▶ _What the task asks_
Set down the records that follow exactly, every line of them.

── Dataset excerpts ──

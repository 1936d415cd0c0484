use thiserror::Error;

#[derive(Error, Debug)]
pub enum IdentityError {
    #[error("Invalid key bytes")]
    InvalidKeyBytes,

    #[error("Invalid identity id: {0}")]
    InvalidId(String),
}

#[derive(Error, Debug, Clone, PartialEq, Eq)]
pub enum TopicError {
    #[error("A topic needs at least {min} distinct participants, got {found}")]
    TooFewParticipants { found: usize, min: usize },

    #[error("Invalid participant in topic id: {0}")]
    InvalidParticipant(String),

    #[error("Topic id is not in canonical sorted form: {0}")]
    NotCanonical(String),
}

#[derive(Error, Debug)]
pub enum ProtocolError {
    #[error("Failed to encode sync message: {0}")]
    Encode(String),

    #[error("Failed to decode sync message: {0}")]
    Decode(String),

    #[error("Payload too large: {size} bytes (max {max})")]
    PayloadTooLarge { size: usize, max: usize },
}
//! Two and three node runs over the in-memory transport.

use std::sync::atomic::{AtomicUsize, Ordering};
use std::sync::Arc;
use std::time::Duration;

use tokio::sync::mpsc;

use pairsync_net::{CloseReason, Connection, ConnectionRegistry, Envelope, MemoryNetwork};
use pairsync_shared::{ChannelHead, Identity, IdentityId, PullCursor, SyncMessage, TopicId};
use pairsync_store::Database;

use crate::{share, SharedDatabase, SyncConfig, SyncCoordinator};

struct Node {
    id: IdentityId,
    db: SharedDatabase,
    sync: Arc<SyncCoordinator>,
    inbox: mpsc::Receiver<Envelope>,
}

async fn node(network: &MemoryNetwork, config: SyncConfig) -> Node {
    let identity = Identity::generate();
    let id = identity.id();
    let db = share(Database::open_in_memory().unwrap());
    let (transport, inbox) = network.endpoint(id);
    let sync = SyncCoordinator::open(
        db.clone(),
        &identity,
        ConnectionRegistry::new(),
        Arc::new(transport),
        config,
    )
    .await
    .unwrap();

    Node {
        id,
        db,
        sync: Arc::new(sync),
        inbox,
    }
}

/// A node running as a device of `person`.
async fn device(network: &MemoryNetwork, person: &IdentityId) -> Node {
    let identity = Identity::generate();
    let id = identity.id();
    let db = share(Database::open_in_memory().unwrap());
    let (transport, inbox) = network.endpoint(id);
    let sync = SyncCoordinator::open_device(
        db.clone(),
        &identity,
        person,
        ConnectionRegistry::new(),
        Arc::new(transport),
        SyncConfig::default(),
    )
    .await
    .unwrap();

    Node {
        id,
        db,
        sync: Arc::new(sync),
        inbox,
    }
}

/// Open a connection on both sides without running any hooks.
fn connect(a: &Node, b: &Node) -> (Connection, Connection) {
    let a_side = a.sync.connections().begin_connect(b.id);
    let b_side = b.sync.connections().begin_connect(a.id);
    (
        a.sync.connections().mark_connected(a_side).unwrap(),
        b.sync.connections().mark_connected(b_side).unwrap(),
    )
}

/// Deliver queued envelopes until every inbox is empty.
async fn pump(nodes: &mut [&mut Node]) {
    loop {
        let mut delivered = false;
        for node in nodes.iter_mut() {
            while let Ok(envelope) = node.inbox.try_recv() {
                node.sync
                    .handle_incoming(envelope.from, &envelope.payload)
                    .await
                    .unwrap();
                delivered = true;
            }
        }
        if !delivered {
            break;
        }
    }
}

async fn contents(node: &Node, topic: &TopicId) -> Vec<String> {
    node.sync
        .list_messages(topic)
        .await
        .unwrap()
        .into_iter()
        .map(|m| m.content)
        .collect()
}

#[tokio::test]
async fn test_grant_on_write_without_connection() {
    let network = MemoryNetwork::new();
    let a = node(&network, SyncConfig::default()).await;
    let b = node(&network, SyncConfig::default()).await;

    let topic = a.sync.open_topic(&[b.id]).await.unwrap();
    let receipt = a.sync.post_message(&topic, "hello").await.unwrap();

    assert_eq!(receipt.channel.owner, a.id);
    assert_eq!(receipt.sweep.created, vec![b.id]);
    assert_eq!(receipt.announced, 0);

    let accessible = a.sync.grants().accessible_channels_for(&b.id).await.unwrap();
    assert_eq!(accessible, vec![receipt.channel.clone()]);
    assert_eq!(
        a.sync.directory().list_channel_instances(&topic).await.unwrap(),
        vec![receipt.channel]
    );
}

───

▶ _Written response_
repository 1936d415cd0c0484
use thiserror::Error;

#[derive(Error, Debug)]
pub enum IdentityError {
    #[error("Invalid key bytes")]
    InvalidKeyBytes,

    #[error("Invalid identity id: {0}")]
    InvalidId(String),
}

#[derive(Error, Debug, Clone, PartialEq, Eq)]
pub enum TopicError {
    #[error("A topic needs at least {min} distinct participants, got {found}")]
    TooFewParticipants { found: usize, min: usize },

    #[error("Invalid participant in topic id: {0}")]
    InvalidParticipant(String),

    #[error("Topic id is not in canonical sorted form: {0}")]
    NotCanonical(String),
}

#[derive(Error, Debug)]
pub enum ProtocolError {
    #[error("Failed to encode sync message: {0}")]
    Encode(String),

    #[error("Failed to decode sync message: {0}")]
    Decode(String),

    #[error("Payload too large: {size} bytes (max {max})")]
    PayloadTooLarge { size: usize, max: usize },
}
//! Two and three node runs over the in-memory transport.

use std::sync::atomic::{AtomicUsize, Ordering};
use std::sync::Arc;
use std::time::Duration;

use tokio::sync::mpsc;

use pairsync_net::{CloseReason, Connection, ConnectionRegistry, Envelope, MemoryNetwork};
use pairsync_shared::{ChannelHead, Identity, IdentityId, PullCursor, SyncMessage, TopicId};
use pairsync_store::Database;

use crate::{share, SharedDatabase, SyncConfig, SyncCoordinator};

struct Node {
    id: IdentityId,
    db: SharedDatabase,
    sync: Arc<SyncCoordinator>,
    inbox: mpsc::Receiver<Envelope>,
}

async fn node(network: &MemoryNetwork, config: SyncConfig) -> Node {
    let identity = Identity::generate();
    let id = identity.id();
    let db = share(Database::open_in_memory().unwrap());
    let (transport, inbox) = network.endpoint(id);
    let sync = SyncCoordinator::open(
        db.clone(),
        &identity,
        ConnectionRegistry::new(),
        Arc::new(transport),
        config,
    )
    .await
    .unwrap();

    Node {
        id,
        db,
        sync: Arc::new(sync),
        inbox,
    }
}

/// A node running as a device of `person`.
async fn device(network: &MemoryNetwork, person: &IdentityId) -> Node {
    let identity = Identity::generate();
    let id = identity.id();
    let db = share(Database::open_in_memory().unwrap());
    let (transport, inbox) = network.endpoint(id);
    let sync = SyncCoordinator::open_device(
        db.clone(),
        &identity,
        person,
        ConnectionRegistry::new(),
        Arc::new(transport),
        SyncConfig::default(),
    )
    .await
    .unwrap();

    Node {
        id,
        db,
        sync: Arc::new(sync),
        inbox,
    }
}

/// Open a connection on both sides without running any hooks.
fn connect(a: &Node, b: &Node) -> (Connection, Connection) {
    let a_side = a.sync.connections().begin_connect(b.id);
    let b_side = b.sync.connections().begin_connect(a.id);
    (
        a.sync.connections().mark_connected(a_side).unwrap(),
        b.sync.connections().mark_connected(b_side).unwrap(),
    )
}

/// Deliver queued envelopes until every inbox is empty.
async fn pump(nodes: &mut [&mut Node]) {
    loop {
        let mut delivered = false;
        for node in nodes.iter_mut() {
            while let Ok(envelope) = node.inbox.try_recv() {
                node.sync
                    .handle_incoming(envelope.from, &envelope.payload)
                    .await
                    .unwrap();
                delivered = true;
            }
        }
        if !delivered {
            break;
        }
    }
}

async fn contents(node: &Node, topic: &TopicId) -> Vec<String> {
    node.sync
        .list_messages(topic)
        .await
        .unwrap()
        .into_iter()
        .map(|m| m.content)
        .collect()
}

#[tokio::test]
async fn test_grant_on_write_without_connection() {
    let network = MemoryNetwork::new();
    let a = node(&network, SyncConfig::default()).await;
    let b = node(&network, SyncConfig::default()).await;

    let topic = a.sync.open_topic(&[b.id]).await.unwrap();
    let receipt = a.sync.post_message(&topic, "hello").await.unwrap();

    assert_eq!(receipt.channel.owner, a.id);
    assert_eq!(receipt.sweep.created, vec![b.id]);
    assert_eq!(receipt.announced, 0);

    let accessible = a.sync.grants().accessible_channels_for(&b.id).await.unwrap();
    assert_eq!(accessible, vec![receipt.channel.clone()]);
    assert_eq!(
        a.sync.directory().list_channel_instances(&topic).await.unwrap(),
        vec![receipt.channel]
    );
}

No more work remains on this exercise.